La
palabra purga me trae recuerdos de ciertos días de mi infancia, cuando la sopa tenía
un sabor raro que me obligaba luego a visitar el excusado con más frecuencia
que la acostumbrada. En efecto, la medicina ancestral y popular sabía que la
purga es un remedio santo para limpiar el intestino y restablecer el equilibrio
en el organismo.
Gracias al catecismo conocí la existencia del purgatorio, una condición del alma según la filosofía medioeval y un fuego interior según Benedicto XVI antes que un lugar del espacio. Desde entonces no pude disociar su imagen de la visión de almas corriendo hacia retretes donde descargar la mugre de sus pecados.
Ya joven, descubrí que “purga” en la jerga política es una metáfora para describir la exoneración de un cargo público, la inhabilitación, la prisión, el exilio e incluso la ejecución de los adversarios políticos de un régimen totalitario de cualquier signo, bajo el concepto que los opositores a esos regímenes son una escoria que no merece vivir en su sociedad o en el mundo, de modo que el organismo infectado debe expulsarla. Para ese fin, el purgante suele ser la policía, la justicia o la siquiatría.
Hasta en Atenas, la cuna de la democracia, se conocía la purga con el nombre de “ostracismo”, o expulsión de la ciudad de los enemigos de la salud pública, censurados por la asamblea del pueblo mediante piezas de terracota (“ostracón”) donde se grababa sus nombres.

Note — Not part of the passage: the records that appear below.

/// WGSL translation of the kinetic-gold surface program.
///
/// The fragment math is the shader-side twin of
/// `suitespace_scene::animation::shade`; constants must stay in lockstep.
/// WGSL `%` is trunc-based, so the flow wrap spells out the floor-based mod,
/// and the falling pulse edge uses `1.0 - smoothstep(lo, hi, x)` which is
/// identical to the reversed-edge form.
pub const KINETIC_SHADER: &str = r#"
struct Uniforms {
    view_proj: mat4x4<f32>,
    model: mat4x4<f32>,
    camera_pos: vec3<f32>,
    time: f32,
    accent: vec4<f32>,
    base_color: vec4<f32>,
    grid_color: vec4<f32>,
};

@group(0) @binding(0)
var<uniform> uniforms: Uniforms;

struct VertexInput {
    @location(0) position: vec3<f32>,
    @location(1) normal: vec3<f32>,
};

struct InstanceInput {
    @location(2) block_0: vec4<f32>,
    @location(3) block_1: vec4<f32>,
    @location(4) block_2: vec4<f32>,
    @location(5) block_3: vec4<f32>,
};

struct VertexOutput {
    @builtin(position) clip_position: vec4<f32>,
    @location(0) world_position: vec3<f32>,
    @location(1) world_normal: vec3<f32>,
};

@vertex
fn vs_main(vertex: VertexInput, instance: InstanceInput) -> VertexOutput {
    let block = mat4x4<f32>(
        instance.block_0,
        instance.block_1,
        instance.block_2,
        instance.block_3,
    );
    let world_pos = uniforms.model * block * vec4<f32>(vertex.position, 1.0);
    let world_normal = (uniforms.model * block * vec4<f32>(vertex.normal, 0.0)).xyz;

    var out: VertexOutput;
    out.clip_position = uniforms.view_proj * world_pos;
    out.world_position = world_pos.xyz;
    out.world_normal = normalize(world_normal);
    return out;
}

@fragment
fn fs_main(in: VertexOutput) -> @location(0) vec4<f32> {
    let view_dir = normalize(uniforms.camera_pos - in.world_position);
    let normal = normalize(in.world_normal);
    let fresnel = pow(1.0 - max(dot(view_dir, normal), 0.0), 2.0);

    // Architectural grid over world X/Y.
    let grid_x = step(0.95, fract(in.world_position.x * 4.0));
    let grid_y = step(0.95, fract(in.world_position.y * 4.0));
    let grid = max(grid_x, grid_y);

    // Upward-traveling pulse band, wrapped every 5 units (floor-based mod).
    let flow_raw = in.world_position.y - uniforms.time * 2.0
        + in.world_position.x * 0.3;
    let flow = flow_raw - 5.0 * floor(flow_raw / 5.0);
    let pulse = smoothstep(0.0, 0.8, flow) * (1.0 - smoothstep(0.8, 2.5, flow));

    // Fast secondary flicker.
    let flicker = step(0.98, sin(in.world_position.y * 20.0 - uniforms.time * 10.0));

    var color = uniforms.base_color.rgb;
    let active_grid = mix(
        uniforms.grid_color.rgb,
        uniforms.accent.rgb,
        vec3<f32>(pulse * 1.5 + flicker * 0.8),
    );
    color = mix(color, active_grid, vec3<f32>(grid));
    color += uniforms.accent.rgb * pulse * 0.35;
    color += uniforms.accent.rgb * fresnel * 0.8 * pulse;

    let alpha = 0.02 + fresnel * 0.1 + pulse * 0.3;
    return vec4<f32>(color, alpha);
}
"#;

/// WGSL shader for the per-block edge outlines.
pub const EDGE_SHADER: &str = r#"
struct Uniforms {
    view_proj: mat4x4<f32>,
    model: mat4x4<f32>,
    camera_pos: vec3<f32>,
    time: f32,
    accent: vec4<f32>,
    base_color: vec4<f32>,
    grid_color: vec4<f32>,
};

@group(0) @binding(0)
var<uniform> uniforms: Uniforms;

struct EdgeVertex {
    @location(0) position: vec3<f32>,
};

struct EdgeInstance {
    @location(1) block_0: vec4<f32>,
    @location(2) block_1: vec4<f32>,
    @location(3) block_2: vec4<f32>,
    @location(4) block_3: vec4<f32>,
    @location(5) color: vec4<f32>,
};

struct EdgeOutput {
    @builtin(position) clip_position: vec4<f32>,
    @location(0) color: vec4<f32>,
};

@vertex
fn vs_edge(vertex: EdgeVertex, instance: EdgeInstance) -> EdgeOutput {
    let block = mat4x4<f32>(
        instance.block_0,
        instance.block_1,
        instance.block_2,
        instance.block_3,
    );
    var out: EdgeOutput;
    out.clip_position = uniforms.view_proj * uniforms.model * block
        * vec4<f32>(vertex.position, 1.0);
    out.color = instance.color;
    return out;
}

@fragment
fn fs_edge(in: EdgeOutput) -> @location(0) vec4<f32> {
    return in.color;
}
"#;
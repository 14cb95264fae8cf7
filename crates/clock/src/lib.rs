//! Wall clock for the page header: Eastern-time sampling and a scoped tick timer.
//!
//! # Invariants
//! - Samples always reflect America/New_York, never the host timezone.
//! - A dropped [`TickTimer`] fires no further callbacks.
//! - Formatting is a pure function of the sampled instant.

mod eastern;
mod sample;
mod timer;

pub use eastern::eastern_offset;
pub use sample::ClockSample;
pub use timer::TickTimer;
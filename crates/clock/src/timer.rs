use std::sync::mpsc::{self, RecvTimeoutError, Sender};
use std::thread::JoinHandle;
use std::time::Duration;

/// Scoped periodic timer.
///
/// Owns a tick thread that invokes the callback once per period. Cadence is
/// best-effort: no catch-up or drift correction is performed. Dropping the
/// handle stops the thread and joins it, so no callback fires after drop
/// returns. Acquire on mount, release on unmount; never ambient global state.
pub struct TickTimer {
    shutdown: Sender<()>,
    handle: Option<JoinHandle<()>>,
}

impl TickTimer {
    /// Start a timer firing `on_tick` every `period`.
    pub fn spawn<F>(period: Duration, mut on_tick: F) -> Self
    where
        F: FnMut() + Send + 'static,
    {
        let (shutdown, wakeup) = mpsc::channel::<()>();
        let handle = std::thread::spawn(move || {
            tracing::debug!(?period, "tick timer started");
            loop {
                // The shutdown channel doubles as the tick clock: a timeout
                // means "tick", anything else means "stop".
                match wakeup.recv_timeout(period) {
                    Err(RecvTimeoutError::Timeout) => on_tick(),
                    _ => break,
                }
            }
            tracing::debug!("tick timer stopped");
        });
        Self {
            shutdown,
            handle: Some(handle),
        }
    }
}

impl Drop for TickTimer {
    fn drop(&mut self) {
        let _ = self.shutdown.send(());
        if let Some(handle) = self.handle.take() {
            let _ = handle.join();
        }
    }
}

#[cfg(test)]
mod tests {
    use super::*;
    use std::sync::Arc;
    use std::sync::atomic::{AtomicUsize, Ordering};

    #[test]
    fn ticks_repeatedly() {
        let count = Arc::new(AtomicUsize::new(0));
        let counter = count.clone();
        let timer = TickTimer::spawn(Duration::from_millis(5), move || {
            counter.fetch_add(1, Ordering::SeqCst);
        });
        std::thread::sleep(Duration::from_millis(100));
        drop(timer);
        assert!(count.load(Ordering::SeqCst) >= 2);
    }

    #[test]
    fn no_ticks_after_drop() {
        let count = Arc::new(AtomicUsize::new(0));
        let counter = count.clone();
        let timer = TickTimer::spawn(Duration::from_millis(5), move || {
            counter.fetch_add(1, Ordering::SeqCst);
        });
        std::thread::sleep(Duration::from_millis(50));
        drop(timer);
        let frozen = count.load(Ordering::SeqCst);
        std::thread::sleep(Duration::from_millis(50));
        assert_eq!(count.load(Ordering::SeqCst), frozen);
    }

    #[test]
    fn drop_without_any_tick() {
        // Dropping before the first period elapses must not hang or fire.
        let count = Arc::new(AtomicUsize::new(0));
        let counter = count.clone();
        let timer = TickTimer::spawn(Duration::from_secs(3600), move || {
            counter.fetch_add(1, Ordering::SeqCst);
        });
        drop(timer);
        assert_eq!(count.load(Ordering::SeqCst), 0);
    }
}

La historia reciente está plagada de purgas políticas, desde laxantes suaves, que no van más allá de la exoneración e inhabilitación del cargo (o sea, como diría nuestro democrático Presidente, “sacando a los pititas de la administración pública”); pasando por purgantes moderados (como lo ocurrido en la España de la posguerra civil o en los EEUU con el macartismo); y llegando a purgas letales, verdaderos holocaustos, como cuando el Terror de M. Robespierre (1793), las purgas de Stalin (1939), la revolución cultural maoísta (en los años 60) y la sangrienta venganza de los Jemeres Rojos en Camboya (en los 70).
Los fascistas de Mussolini tomaron lo de purgar a la letra: solían obligar a sus opositores a engullir en un lugar público una buena dosis de aceite de ricino con las consecuencias obvias sobre su integridad física y dignidad humana.
También en Bolivia un expresidente ha decretado una purga de disidentes en las filas del partido que dirige a su antojo. Descarto que se trate de una purga mussoliniana por razones prácticas (y no porque no exista afinidad ideológica y empírica). Aun así, el término usado es infeliz, como ha hecho notar el acucioso vocero presidencial, porque trae a la memoria los vergonzosos ejemplos históricos mencionados.
Ahora bien, una purga es la respuesta a un malestar del cuerpo (social y político, en nuestro caso) que tiene que ser expulsado para recobrar la salud. Por eso me atrevo a dar un par de consejos a los purificadores, para que realmente se logre la sanación y el remedio no resulte peor que la enfermedad.
El primer consejo es dosificar bien el purgante, a no ser que le pase lo mismo que al enfermo que tomó uno fuerte con la garantía del boticario de que le alcanzaría para llegar a su casa, a seis cuadras de distancia. “¡Era para cuatro cuadras, infeliz!”, le increpó furibundo el día siguiente. De hecho, Rusia casi pierde la guerra con los nazis por quedarse sin generales, a raíz de la “Bolshaya Chistka” (Gran Purga) de Stalin.
La segunda exhortación es previsora: si quieres conocer los efectos benéficos y dañinos de la purga, ¡aplícala antes a tu cuerpo! ¿Alguien duda de que, glosando el evangelio, el purgador de marras necesita purgarse él mismo de lo que sale de su boca, antes de lo que le entra?